NVM_API int nvm_get_regions_ex(const NVM_BOOL use_nfit, struct region *p_regions, NVM_UINT8 *count)
{
  COMMAND_STATUS *pCommandStatus = NULL;
  NVM_UINT8 RegionCount, Index, DimmIndex;
  REGION_INFO *pRegions = NULL;

  ...

  erc = gNvmDimmDriverNvmDimmConfig.GetRegions(&gNvmDimmDriverNvmDimmConfig, RegionCount, use_nfit, pRegions, pCommandStatus);

  ...

  for (Index = 0; Index < RegionCount; Index++) {
    memset(&p_regions[Index], 0, sizeof(struct region));
    p_regions[Index].socket_id = pRegions[Index].SocketId;
    p_regions[Index].isetId = pRegions[Index].CookieId;
    p_regions[Index].capacity = pRegions[Index].Capacity;
    p_regions[Index].free_capacity = pRegions[Index].FreeCapacity;
    p_regions[Index].health = pRegions[Index].Health;
    p_regions[Index].type = pRegions[Index].RegionType;
    p_regions[Index].dimm_count = pRegions[Index].DimmIdCount;

    for (DimmIndex = 0; DimmIndex < pRegions[Index].DimmIdCount; DimmIndex++)
      p_regions[Index].dimms[DimmIndex] = pRegions[Index].DimmId[DimmIndex];
  }

  ...
}  

Where

/* Region Information provides details about a PMEM region (interleave set).*/
typedef struct _REGION_INFO {
  UINT16 RegionId;                  ///< Region identifier
  UINT16 SocketId;                  ///< Socket identifier
  UINT8 RegionType;                 ///< Region type
  UINT64 Capacity;                  ///< Region total raw capacity
  UINT64 FreeCapacity;              ///< Region total free capacity. Raw less capacity used by namespaces
  UINT64 AppDirNamespaceMaxSize;    ///< Maximum size of an AppDirect namespace
  UINT64 AppDirNamespaceMinSize;    ///< Minimum size of an AppDirect namespace
  UINT16 Health;                    ///< Health state of region
  UINT16 DimmId[12];                ///< PMem module IDs associated with this region
  UINT16 DimmIdCount;               ///< Number of PMem modules found in DimmId
  UINT64 CookieId;                  ///< Interleave set ID
  HII_POINTER PtrInterlaveFormats;  ///< Pointer to array of Interleave Formats
  UINT32 InterleaveFormatsNum;      ///< Number of Interleave Formats
} REGION_INFO;

Note, the comment for FreeCapacity says "Region total free capacity. Raw less capacity used by namespaces", so this isn't working as documented.

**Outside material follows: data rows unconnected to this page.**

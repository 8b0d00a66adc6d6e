// SPDX-License-Identifier: BUSL-1.1
// Copyright (c) 2026 Alfred Jean LLC

//! Exit-code policy: 0 clean, 1 configuration error, 2 runtime fatal.

use cuckoo_daemon::{ConfigError, LifecycleError};

/// Map an error chain to the process exit code.
pub fn code_for(error: &anyhow::Error) -> i32 {
    for cause in error.chain() {
        if cause.downcast_ref::<ConfigError>().is_some()
            || cause.downcast_ref::<cuckoo_core::CwdError>().is_some()
            || cause.downcast_ref::<cuckoo_machinery::MachineryConfError>().is_some()
            || matches!(
                cause.downcast_ref::<LifecycleError>(),
                Some(LifecycleError::Config(_)) | Some(LifecycleError::Machinery(_))
            )
        {
            return 1;
        }
    }
    2
}

#[cfg(test)]
#[path = "exit_tests.rs"]
mod tests;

StevenPontsler commented 2 years ago

We will take a look at it.

tanabarr commented 2 years ago

Have reverted to retrieving free capacity by scraping ipmctl cli output (actually because nvm_get_regions_ex(use_nfit=false, ...) takes a minute to return) but it would be preferable to be able to use libipmctl api. I found that setting use_nfit=false and calling nvm_uninit() between calls results in the FreeCapacity stat being updated as expected. Unfortunately the latency in the call is not acceptable hence the reason for the switch.